DIRECTIONS FOR THIS TASK: Return all lines of the listing below that carry the word "NoticeSeverity".

==================================================

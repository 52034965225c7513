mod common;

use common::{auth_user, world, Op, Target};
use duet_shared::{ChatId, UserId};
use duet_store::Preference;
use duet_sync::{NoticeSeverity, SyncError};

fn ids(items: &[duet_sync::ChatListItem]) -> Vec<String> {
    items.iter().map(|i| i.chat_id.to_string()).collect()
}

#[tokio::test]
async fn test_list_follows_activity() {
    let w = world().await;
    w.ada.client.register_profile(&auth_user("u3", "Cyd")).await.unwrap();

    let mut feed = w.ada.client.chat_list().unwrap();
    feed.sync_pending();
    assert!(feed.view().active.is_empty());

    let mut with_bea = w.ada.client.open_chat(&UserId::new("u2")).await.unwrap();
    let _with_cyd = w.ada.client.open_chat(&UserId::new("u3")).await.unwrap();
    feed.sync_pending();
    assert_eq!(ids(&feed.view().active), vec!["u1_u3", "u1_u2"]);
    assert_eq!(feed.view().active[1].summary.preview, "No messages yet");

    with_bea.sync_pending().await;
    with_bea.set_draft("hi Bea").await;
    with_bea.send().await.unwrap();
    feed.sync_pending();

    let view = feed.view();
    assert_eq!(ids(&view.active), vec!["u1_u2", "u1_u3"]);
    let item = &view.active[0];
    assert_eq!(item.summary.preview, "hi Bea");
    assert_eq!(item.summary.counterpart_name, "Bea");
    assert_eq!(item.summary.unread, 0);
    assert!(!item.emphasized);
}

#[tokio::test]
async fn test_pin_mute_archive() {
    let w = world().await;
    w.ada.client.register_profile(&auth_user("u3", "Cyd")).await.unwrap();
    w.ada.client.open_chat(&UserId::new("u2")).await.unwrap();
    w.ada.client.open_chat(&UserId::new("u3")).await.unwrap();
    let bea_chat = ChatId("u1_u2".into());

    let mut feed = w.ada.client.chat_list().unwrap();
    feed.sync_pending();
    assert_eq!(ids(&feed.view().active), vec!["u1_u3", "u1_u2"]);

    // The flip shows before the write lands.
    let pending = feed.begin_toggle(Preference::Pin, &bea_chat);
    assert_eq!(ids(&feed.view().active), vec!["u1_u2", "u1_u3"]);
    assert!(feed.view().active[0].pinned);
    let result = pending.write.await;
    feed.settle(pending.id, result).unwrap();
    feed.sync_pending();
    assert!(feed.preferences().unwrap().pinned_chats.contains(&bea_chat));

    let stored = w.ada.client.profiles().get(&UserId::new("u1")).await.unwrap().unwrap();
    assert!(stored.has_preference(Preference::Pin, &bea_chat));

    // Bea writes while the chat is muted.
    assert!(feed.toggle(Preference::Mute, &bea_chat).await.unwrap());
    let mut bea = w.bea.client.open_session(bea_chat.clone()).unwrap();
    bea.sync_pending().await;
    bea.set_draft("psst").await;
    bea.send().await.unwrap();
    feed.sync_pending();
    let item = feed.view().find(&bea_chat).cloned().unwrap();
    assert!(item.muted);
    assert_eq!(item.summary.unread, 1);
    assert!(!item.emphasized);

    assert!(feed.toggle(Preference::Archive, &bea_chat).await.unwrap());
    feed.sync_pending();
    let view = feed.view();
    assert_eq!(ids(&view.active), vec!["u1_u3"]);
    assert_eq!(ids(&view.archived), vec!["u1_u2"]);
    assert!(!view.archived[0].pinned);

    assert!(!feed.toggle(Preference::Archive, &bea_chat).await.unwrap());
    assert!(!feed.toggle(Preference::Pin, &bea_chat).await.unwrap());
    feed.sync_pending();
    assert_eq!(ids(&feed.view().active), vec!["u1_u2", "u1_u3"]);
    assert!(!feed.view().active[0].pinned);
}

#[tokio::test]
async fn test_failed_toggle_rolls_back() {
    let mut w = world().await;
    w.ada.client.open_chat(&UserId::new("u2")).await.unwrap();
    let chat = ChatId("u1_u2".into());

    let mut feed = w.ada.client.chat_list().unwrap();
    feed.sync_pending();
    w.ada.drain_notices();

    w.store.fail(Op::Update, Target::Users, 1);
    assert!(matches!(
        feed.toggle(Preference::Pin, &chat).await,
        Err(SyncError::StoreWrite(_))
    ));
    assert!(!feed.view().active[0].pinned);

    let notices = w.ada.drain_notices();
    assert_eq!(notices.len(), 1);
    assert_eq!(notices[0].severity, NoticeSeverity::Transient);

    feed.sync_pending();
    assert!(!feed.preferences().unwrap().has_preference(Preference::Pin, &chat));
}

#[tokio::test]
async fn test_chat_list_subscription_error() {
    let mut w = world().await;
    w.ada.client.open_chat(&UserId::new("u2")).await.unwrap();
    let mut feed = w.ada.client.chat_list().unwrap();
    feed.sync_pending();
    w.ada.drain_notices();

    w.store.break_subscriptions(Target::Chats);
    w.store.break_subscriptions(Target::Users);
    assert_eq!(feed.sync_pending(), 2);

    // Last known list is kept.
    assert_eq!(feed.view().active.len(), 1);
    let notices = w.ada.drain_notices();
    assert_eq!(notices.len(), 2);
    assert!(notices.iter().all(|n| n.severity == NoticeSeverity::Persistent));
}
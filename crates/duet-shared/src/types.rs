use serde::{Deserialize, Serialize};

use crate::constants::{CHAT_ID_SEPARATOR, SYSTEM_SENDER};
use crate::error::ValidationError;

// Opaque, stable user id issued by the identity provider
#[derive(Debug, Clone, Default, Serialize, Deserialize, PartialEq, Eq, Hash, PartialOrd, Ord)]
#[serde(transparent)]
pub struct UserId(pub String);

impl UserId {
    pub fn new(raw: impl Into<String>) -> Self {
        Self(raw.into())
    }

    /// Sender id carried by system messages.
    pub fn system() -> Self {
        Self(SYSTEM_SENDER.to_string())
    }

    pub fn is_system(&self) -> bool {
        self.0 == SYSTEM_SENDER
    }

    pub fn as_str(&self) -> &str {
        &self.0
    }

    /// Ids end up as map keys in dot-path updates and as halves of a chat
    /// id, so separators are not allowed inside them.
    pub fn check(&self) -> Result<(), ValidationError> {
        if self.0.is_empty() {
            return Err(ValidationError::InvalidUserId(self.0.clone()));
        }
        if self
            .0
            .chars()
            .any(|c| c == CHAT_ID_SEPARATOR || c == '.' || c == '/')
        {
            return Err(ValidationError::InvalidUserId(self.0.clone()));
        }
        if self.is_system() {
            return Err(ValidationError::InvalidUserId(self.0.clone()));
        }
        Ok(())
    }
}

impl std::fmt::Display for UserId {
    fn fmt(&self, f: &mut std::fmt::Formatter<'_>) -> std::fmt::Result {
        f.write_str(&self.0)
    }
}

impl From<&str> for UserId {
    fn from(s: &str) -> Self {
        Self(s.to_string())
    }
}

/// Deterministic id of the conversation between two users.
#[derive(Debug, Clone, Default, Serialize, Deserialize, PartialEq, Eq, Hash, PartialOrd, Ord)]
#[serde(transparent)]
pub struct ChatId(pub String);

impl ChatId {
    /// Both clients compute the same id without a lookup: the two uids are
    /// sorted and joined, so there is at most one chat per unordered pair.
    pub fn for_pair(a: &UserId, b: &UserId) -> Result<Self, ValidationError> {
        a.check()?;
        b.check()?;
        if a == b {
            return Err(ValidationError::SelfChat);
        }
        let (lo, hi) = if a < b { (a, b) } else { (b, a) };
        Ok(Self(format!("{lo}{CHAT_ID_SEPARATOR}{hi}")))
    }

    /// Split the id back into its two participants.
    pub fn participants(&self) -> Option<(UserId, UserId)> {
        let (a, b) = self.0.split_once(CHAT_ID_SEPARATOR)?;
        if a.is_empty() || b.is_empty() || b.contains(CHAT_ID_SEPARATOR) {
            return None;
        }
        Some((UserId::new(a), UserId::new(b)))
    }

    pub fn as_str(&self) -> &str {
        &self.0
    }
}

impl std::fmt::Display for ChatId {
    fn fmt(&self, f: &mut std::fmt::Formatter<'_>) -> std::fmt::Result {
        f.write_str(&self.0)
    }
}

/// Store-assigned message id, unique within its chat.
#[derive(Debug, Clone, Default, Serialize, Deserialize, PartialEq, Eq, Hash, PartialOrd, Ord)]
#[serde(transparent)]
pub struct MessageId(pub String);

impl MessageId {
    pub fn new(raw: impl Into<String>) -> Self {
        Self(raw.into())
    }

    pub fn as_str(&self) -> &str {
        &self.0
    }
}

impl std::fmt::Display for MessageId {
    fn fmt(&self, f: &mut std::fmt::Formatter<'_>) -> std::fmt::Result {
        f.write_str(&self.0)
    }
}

==================================================

TASK RESULT:
use duet_sync::{NoticeSeverity, SyncError};
    assert_eq!(notices[0].severity, NoticeSeverity::Transient);
    assert!(notices.iter().all(|n| n.severity == NoticeSeverity::Persistent));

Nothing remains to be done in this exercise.